Your instructions: Repeat each line of the material word for word.

Data shown:
//! Per-owner rollup storage.

use sqlx::sqlite::SqliteRow;
use sqlx::Row;

use crate::domain::{OwnerId, UserStats};

use super::{decimal_column, Repository, UnitOfWork};

impl Repository {
    /// Get the stored rollup for an owner, if any settlement has produced one.
    pub async fn get_user_stats(&self, owner: &OwnerId) -> Result<Option<UserStats>, sqlx::Error> {
        let row = sqlx::query(
            r#"
            SELECT owner_id, total_profit_loss, trade_count, win_count, average_return
            FROM user_stats
            WHERE owner_id = ?
            "#,
        )
        .bind(owner.as_str())
        .fetch_optional(&self.pool)
        .await?;

        row.as_ref().map(stats_from_row).transpose()
    }
}

impl UnitOfWork {
    /// Replace the owner's rollup.
    pub async fn upsert_user_stats(&mut self, stats: &UserStats) -> Result<(), sqlx::Error> {
        sqlx::query(
            r#"
            INSERT INTO user_stats
            (owner_id, total_profit_loss, trade_count, win_count, average_return, updated_at)
            VALUES (?, ?, ?, ?, ?, ?)
            ON CONFLICT(owner_id) DO UPDATE SET
                total_profit_loss = excluded.total_profit_loss,
                trade_count = excluded.trade_count,
                win_count = excluded.win_count,
                average_return = excluded.average_return,
                updated_at = excluded.updated_at
            "#,
        )
        .bind(stats.owner_id.as_str())
        .bind(stats.total_profit_loss.to_canonical_string())
        .bind(stats.trade_count)
        .bind(stats.win_count)
        .bind(stats.average_return.to_canonical_string())
        .bind(chrono::Utc::now().timestamp_millis())
        .execute(self.conn())
        .await?;

        Ok(())
    }
}

fn stats_from_row(row: &SqliteRow) -> Result<UserStats, sqlx::Error> {
    Ok(UserStats {
        owner_id: OwnerId(row.try_get("owner_id")?),
        total_profit_loss: decimal_column(row, "total_profit_loss")?,
        trade_count: row.try_get("trade_count")?,
        win_count: row.try_get("win_count")?,
        average_return: decimal_column(row, "average_return")?,
    })
}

Response to the task:
//! Per-owner rollup storage.

use sqlx::sqlite::SqliteRow;
use sqlx::Row;

use crate::domain::{OwnerId, UserStats};

use super::{decimal_column, Repository, UnitOfWork};

impl Repository {
    /// Get the stored rollup for an owner, if any settlement has produced one.
    pub async fn get_user_stats(&self, owner: &OwnerId) -> Result<Option<UserStats>, sqlx::Error> {
        let row = sqlx::query(
            r#"
            SELECT owner_id, total_profit_loss, trade_count, win_count, average_return
            FROM user_stats
            WHERE owner_id = ?
            "#,
        )
        .bind(owner.as_str())
        .fetch_optional(&self.pool)
        .await?;

        row.as_ref().map(stats_from_row).transpose()
    }
}

impl UnitOfWork {
    /// Replace the owner's rollup.
    pub async fn upsert_user_stats(&mut self, stats: &UserStats) -> Result<(), sqlx::Error> {
        sqlx::query(
            r#"
            INSERT INTO user_stats
            (owner_id, total_profit_loss, trade_count, win_count, average_return, updated_at)
            VALUES (?, ?, ?, ?, ?, ?)
            ON CONFLICT(owner_id) DO UPDATE SET
                total_profit_loss = excluded.total_profit_loss,
                trade_count = excluded.trade_count,
                win_count = excluded.win_count,
                average_return = excluded.average_return,
                updated_at = excluded.updated_at
            "#,
        )
        .bind(stats.owner_id.as_str())
        .bind(stats.total_profit_loss.to_canonical_string())
        .bind(stats.trade_count)
        .bind(stats.win_count)
        .bind(stats.average_return.to_canonical_string())
        .bind(chrono::Utc::now().timestamp_millis())
        .execute(self.conn())
        .await?;

        Ok(())
    }
}

fn stats_from_row(row: &SqliteRow) -> Result<UserStats, sqlx::Error> {
    Ok(UserStats {
        owner_id: OwnerId(row.try_get("owner_id")?),
        total_profit_loss: decimal_column(row, "total_profit_loss")?,
        trade_count: row.try_get("trade_count")?,
        win_count: row.try_get("win_count")?,
        average_return: decimal_column(row, "average_return")?,
    })
}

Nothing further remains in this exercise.